Raja Sen lists his favourite moments.
I once had the remarkable good fortune to be sitting unexpectedly in the Comedy Cellar in New York when a surprise guest was thrust upon us. The audience couldn't believe it, and out strolled Chris Rock -- an incendiary performer and giant comic superstar -- who slayed.
He was great and we were enraptured, and, this morning, Rock knocked the wind outta me from many timezones away, by the way he opened the 88th Annual Academy Awards.
Featuring that monologue and nine other moments I won't soon forget, here are my highlights from the 2016 Oscars:
1. That opening monologue:
Rock has always been a fearless, envelope-pushing comic, and everyone expected him to be provocative at the Oscars -- infamous this year for their all-white acting candidates, hashtagged #OscarsSoWhite across the media.
What we might not have counted on, however, was the way he would make the most preposterously ballsy jokes as he completely embraced the topic.

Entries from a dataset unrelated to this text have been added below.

pub mod alternates;
pub mod briefing;
pub mod geodesic;
pub mod models;
pub mod performance;
pub mod reports;
pub mod route;
pub mod route_map;
pub mod rules;
pub mod spatial;

pub use alternates::{alternate_for, compare_routes, suggest_alternative, AlternativeRoute, RouteComparison};
pub use briefing::{reduce, AlternativeBriefing, Briefing, BriefingAction, BriefingState, View, WeatherSeries};
pub use geodesic::{build_great_circle, split_at_antimeridian, GreatCircle, GreatCirclePoints, MAX_ARC_SAMPLES};
pub use models::{
    AircraftProfile, CoordinateError, EnrouteTime, FlightCategory, GeoPoint, Observation,
    PerformanceResult, RouteLeg, Wind,
};
pub use performance::{
    estimate_performance, estimate_with_profile, headwind_component, leg_breakdown,
    resolve_aircraft, LegEstimate, AIRCRAFT_PROFILES, DEFAULT_AIRCRAFT,
};
pub use reports::{
    map_reports_to_legs, order_legs_by_route, parse_metar_reports, parse_taf_reports,
    validate_metar_records, validate_taf_records, MetarRecord, ReportError, ReportSchema, TafOutlook, TafRecord,
};
pub use route::{parse_route, RouteError, MAX_ROUTE_STOPS};
pub use route_map::{route_geometry, route_markers, MarkerRole, RouteMarker, RouteSegment};
pub use rules::BriefingRules;
pub use spatial::{haversine_nm, initial_bearing_deg};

Making the white audience uncomfortable with the kinda comic swagger that would make 80s red-leather-suit-wearin' Eddie Murphy proud as hell, Chris Rock spoke about how the Oscars always had a white-only problem, like 'in the sixties, one of those years Sidney [Poitier] didn't put out a movie' and how it was just harder to care about these problems back when black people faced 'real' problems. 'When your grandmother's swinging from a tree,' he grinned to a mostly mortified audience, 'it's hard to care about Best Documentary Short.'
Wow. W-o-w.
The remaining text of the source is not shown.